Task instructions:
Your reply must consist of the data below, reproduced character for character.

The data:
>>>
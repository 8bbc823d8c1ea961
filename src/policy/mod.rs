//! Authorization policy.

pub mod access;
<<<
Output of the task:
repository 8bbc823d8c1ea961
filename src/policy/mod.rs
//! Authorization policy.

pub mod access;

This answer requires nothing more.